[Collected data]
----------------------------------------
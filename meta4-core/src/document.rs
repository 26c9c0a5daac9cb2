//! Top-level Metalink4 document: render to and read from RFC 5854 XML.
//!
//! When served, a rendered document should carry the
//! `application/metalink4+xml` content type.

use crate::config::RenderConfig;
use crate::error::{Error, Result};
use crate::file_entry::FileEntry;
use crate::mime::{ContentTypeResolver, MimeGuessResolver};
use crate::xml::{self, XmlSink};
use chrono::{DateTime, FixedOffset};
use serde::{Deserialize, Serialize};
use std::path::Path;
use url::Url;

pub const NAMESPACE: &str = "urn:ietf:params:xml:ns:metalink";
pub const TIMESTAMP_FORMAT: &str = "%FT%T%:z";

#[derive(Serialize, Deserialize, Clone, Debug, Default, PartialEq, Eq)]
pub struct Document {
    pub files: Vec<FileEntry>,
    /// Original publish date.
    pub published: Option<DateTime<FixedOffset>>,
    /// Last publish date.
    pub updated: Option<DateTime<FixedOffset>>,
    origin: Option<Url>,
    /// Whether updates may appear at `origin`.
    pub origin_dynamic: bool,
    #[serde(skip)]
    config: RenderConfig,
}

impl Document {
    pub fn new() -> Self {
        Self::default()
    }

    pub fn with_config(config: RenderConfig) -> Self {
        Self { config, ..Self::default() }
    }

    pub fn config(&self) -> &RenderConfig {
        &self.config
    }

    pub fn add_file(&mut self, file: FileEntry) {
        self.files.push(file);
    }

    pub fn file(&self, local_path: &str) -> Option<&FileEntry> {
        self.files.iter().find(|f| f.local_path() == Some(local_path))
    }

    pub fn file_mut(&mut self, local_path: &str) -> Option<&mut FileEntry> {
        self.files.iter_mut().find(|f| f.local_path() == Some(local_path))
    }

    /// URL this document is published at; updates may appear there too.
    pub fn origin(&self) -> Option<&Url> {
        self.origin.as_ref()
    }

    pub fn set_origin(&mut self, origin: Option<&str>) -> Result<()> {
        self.origin = origin
            .map(|o| Url::parse(o).map_err(|_| Error::InvalidUri(o.to_string())))
            .transpose()?;
        Ok(())
    }

    pub fn set_published_str(&mut self, s: &str) -> Result<()> {
        self.published = Some(parse_timestamp(s)?);
        Ok(())
    }

    pub fn set_updated_str(&mut self, s: &str) -> Result<()> {
        self.updated = Some(parse_timestamp(s)?);
        Ok(())
    }

    /// Hash every file that has no hashes yet and whose backing file
    /// exists, using each file's piece policy.
    pub fn checksum_all(&mut self) -> Result<()> {
        #[cfg(feature = "parallel")]
        use rayon::prelude::*;
        #[cfg(feature = "parallel")]
        let files = self.files.par_iter_mut();
        #[cfg(not(feature = "parallel"))]
        let mut files = self.files.iter_mut();
        files.try_for_each(FileEntry::ensure_hashes)
    }

    /// Render with extension-based content types.
    ///
    /// Files without hashes whose backing file exists are hashed first.
    pub fn render(&mut self) -> Result<String> {
        self.render_with(&MimeGuessResolver)
    }

    pub fn render_with(&mut self, resolver: &dyn ContentTypeResolver) -> Result<String> {
        if self.files.is_empty() {
            return Err(Error::EmptyDocument);
        }
        self.checksum_all()?;

        let mut sink = XmlSink::new(self.config.indent);
        sink.declaration()?;
        sink.start("metalink", &[("xmlns", NAMESPACE)])?;
        sink.text_element("generator", &[], &self.config.generator)?;
        if let Some(origin) = &self.origin {
            let dynamic = if self.origin_dynamic { "true" } else { "false" };
            sink.text_element("origin", &[("dynamic", dynamic)], origin.as_str())?;
        }
        if let Some(published) = &self.published {
            sink.text_element("published", &[], &published.format(TIMESTAMP_FORMAT).to_string())?;
        }
        if let Some(updated) = &self.updated {
            sink.text_element("updated", &[], &updated.format(TIMESTAMP_FORMAT).to_string())?;
        }
        for file in &mut self.files {
            file.render(&mut sink, resolver)?;
        }
        sink.end("metalink")?;
        tracing::debug!(files = self.files.len(), "rendered metalink");
        sink.into_string()
    }

    /// Read a document from a file path or from raw XML text. Hashes in the
    /// document are imported as is; nothing is computed.
    pub fn read(source: &str) -> Result<Self> {
        let path = Path::new(source);
        if path.is_file() {
            return Self::read_path(path);
        }
        Self::parse(source)
    }

    pub fn read_path(path: &Path) -> Result<Self> {
        let raw = std::fs::read_to_string(path)
            .map_err(|e| Error::NotXml(format!("{}: {e}", path.display())))?;
        Self::parse(&raw)
    }

    /// Parse XML text. Only input that is not XML fails; malformed fields
    /// are left empty.
    pub fn parse(input: &str) -> Result<Self> {
        let root = xml::parse(input)?;
        let mut doc = Document::new();
        if root.name != "metalink" {
            tracing::warn!(root = %root.name, "not a metalink document");
            return Ok(doc);
        }

        doc.published = root.try_parse("published", |s| parse_timestamp(s).ok());
        doc.updated = root.try_parse("updated", |s| parse_timestamp(s).ok());
        doc.origin = root.try_parse("origin", |s| Url::parse(s).ok());
        doc.origin_dynamic = root
            .child("origin")
            .and_then(|o| o.attr("dynamic"))
            .is_some_and(|d| d.trim() == "true");
        doc.files = root.children("file").map(FileEntry::read).collect();
        tracing::debug!(files = doc.files.len(), "read metalink");
        Ok(doc)
    }
}

fn parse_timestamp(s: &str) -> Result<DateTime<FixedOffset>> {
    DateTime::parse_from_rfc3339(s.trim()).map_err(|_| Error::InvalidTimestamp(s.to_string()))
}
----------------------------------------
◆ **PROBLEM TO SOLVE**:
Please quote every record above exactly as it appears.

◆ **ANSWER**:
filename meta4-core/src/document.rs
repository 26c9c0a5daac9cb2
//! Top-level Metalink4 document: render to and read from RFC 5854 XML.
//!
//! When served, a rendered document should carry the
//! `application/metalink4+xml` content type.

use crate::config::RenderConfig;
use crate::error::{Error, Result};
use crate::file_entry::FileEntry;
use crate::mime::{ContentTypeResolver, MimeGuessResolver};
use crate::xml::{self, XmlSink};
use chrono::{DateTime, FixedOffset};
use serde::{Deserialize, Serialize};
use std::path::Path;
use url::Url;

pub const NAMESPACE: &str = "urn:ietf:params:xml:ns:metalink";
pub const TIMESTAMP_FORMAT: &str = "%FT%T%:z";

#[derive(Serialize, Deserialize, Clone, Debug, Default, PartialEq, Eq)]
pub struct Document {
    pub files: Vec<FileEntry>,
    /// Original publish date.
    pub published: Option<DateTime<FixedOffset>>,
    /// Last publish date.
    pub updated: Option<DateTime<FixedOffset>>,
    origin: Option<Url>,
    /// Whether updates may appear at `origin`.
    pub origin_dynamic: bool,
    #[serde(skip)]
    config: RenderConfig,
}

impl Document {
    pub fn new() -> Self {
        Self::default()
    }

    pub fn with_config(config: RenderConfig) -> Self {
        Self { config, ..Self::default() }
    }

    pub fn config(&self) -> &RenderConfig {
        &self.config
    }

    pub fn add_file(&mut self, file: FileEntry) {
        self.files.push(file);
    }

    pub fn file(&self, local_path: &str) -> Option<&FileEntry> {
        self.files.iter().find(|f| f.local_path() == Some(local_path))
    }

    pub fn file_mut(&mut self, local_path: &str) -> Option<&mut FileEntry> {
        self.files.iter_mut().find(|f| f.local_path() == Some(local_path))
    }

    /// URL this document is published at; updates may appear there too.
    pub fn origin(&self) -> Option<&Url> {
        self.origin.as_ref()
    }

    pub fn set_origin(&mut self, origin: Option<&str>) -> Result<()> {
        self.origin = origin
            .map(|o| Url::parse(o).map_err(|_| Error::InvalidUri(o.to_string())))
            .transpose()?;
        Ok(())
    }

    pub fn set_published_str(&mut self, s: &str) -> Result<()> {
        self.published = Some(parse_timestamp(s)?);
        Ok(())
    }

    pub fn set_updated_str(&mut self, s: &str) -> Result<()> {
        self.updated = Some(parse_timestamp(s)?);
        Ok(())
    }

    /// Hash every file that has no hashes yet and whose backing file
    /// exists, using each file's piece policy.
    pub fn checksum_all(&mut self) -> Result<()> {
        #[cfg(feature = "parallel")]
        use rayon::prelude::*;
        #[cfg(feature = "parallel")]
        let files = self.files.par_iter_mut();
        #[cfg(not(feature = "parallel"))]
        let mut files = self.files.iter_mut();
        files.try_for_each(FileEntry::ensure_hashes)
    }

    /// Render with extension-based content types.
    ///
    /// Files without hashes whose backing file exists are hashed first.
    pub fn render(&mut self) -> Result<String> {
        self.render_with(&MimeGuessResolver)
    }

    pub fn render_with(&mut self, resolver: &dyn ContentTypeResolver) -> Result<String> {
        if self.files.is_empty() {
            return Err(Error::EmptyDocument);
        }
        self.checksum_all()?;

        let mut sink = XmlSink::new(self.config.indent);
        sink.declaration()?;
        sink.start("metalink", &[("xmlns", NAMESPACE)])?;
        sink.text_element("generator", &[], &self.config.generator)?;
        if let Some(origin) = &self.origin {
            let dynamic = if self.origin_dynamic { "true" } else { "false" };
            sink.text_element("origin", &[("dynamic", dynamic)], origin.as_str())?;
        }
        if let Some(published) = &self.published {
            sink.text_element("published", &[], &published.format(TIMESTAMP_FORMAT).to_string())?;
        }
        if let Some(updated) = &self.updated {
            sink.text_element("updated", &[], &updated.format(TIMESTAMP_FORMAT).to_string())?;
        }
        for file in &mut self.files {
            file.render(&mut sink, resolver)?;
        }
        sink.end("metalink")?;
        tracing::debug!(files = self.files.len(), "rendered metalink");
        sink.into_string()
    }

    /// Read a document from a file path or from raw XML text. Hashes in the
    /// document are imported as is; nothing is computed.
    pub fn read(source: &str) -> Result<Self> {
        let path = Path::new(source);
        if path.is_file() {
            return Self::read_path(path);
        }
        Self::parse(source)
    }

    pub fn read_path(path: &Path) -> Result<Self> {
        let raw = std::fs::read_to_string(path)
            .map_err(|e| Error::NotXml(format!("{}: {e}", path.display())))?;
        Self::parse(&raw)
    }

    /// Parse XML text. Only input that is not XML fails; malformed fields
    /// are left empty.
    pub fn parse(input: &str) -> Result<Self> {
        let root = xml::parse(input)?;
        let mut doc = Document::new();
        if root.name != "metalink" {
            tracing::warn!(root = %root.name, "not a metalink document");
            return Ok(doc);
        }

        doc.published = root.try_parse("published", |s| parse_timestamp(s).ok());
        doc.updated = root.try_parse("updated", |s| parse_timestamp(s).ok());
        doc.origin = root.try_parse("origin", |s| Url::parse(s).ok());
        doc.origin_dynamic = root
            .child("origin")
            .and_then(|o| o.attr("dynamic"))
            .is_some_and(|d| d.trim() == "true");
        doc.files = root.children("file").map(FileEntry::read).collect();
        tracing::debug!(files = doc.files.len(), "read metalink");
        Ok(doc)
    }
}

fn parse_timestamp(s: &str) -> Result<DateTime<FixedOffset>> {
    DateTime::parse_from_rfc3339(s.trim()).map_err(|_| Error::InvalidTimestamp(s.to_string()))
}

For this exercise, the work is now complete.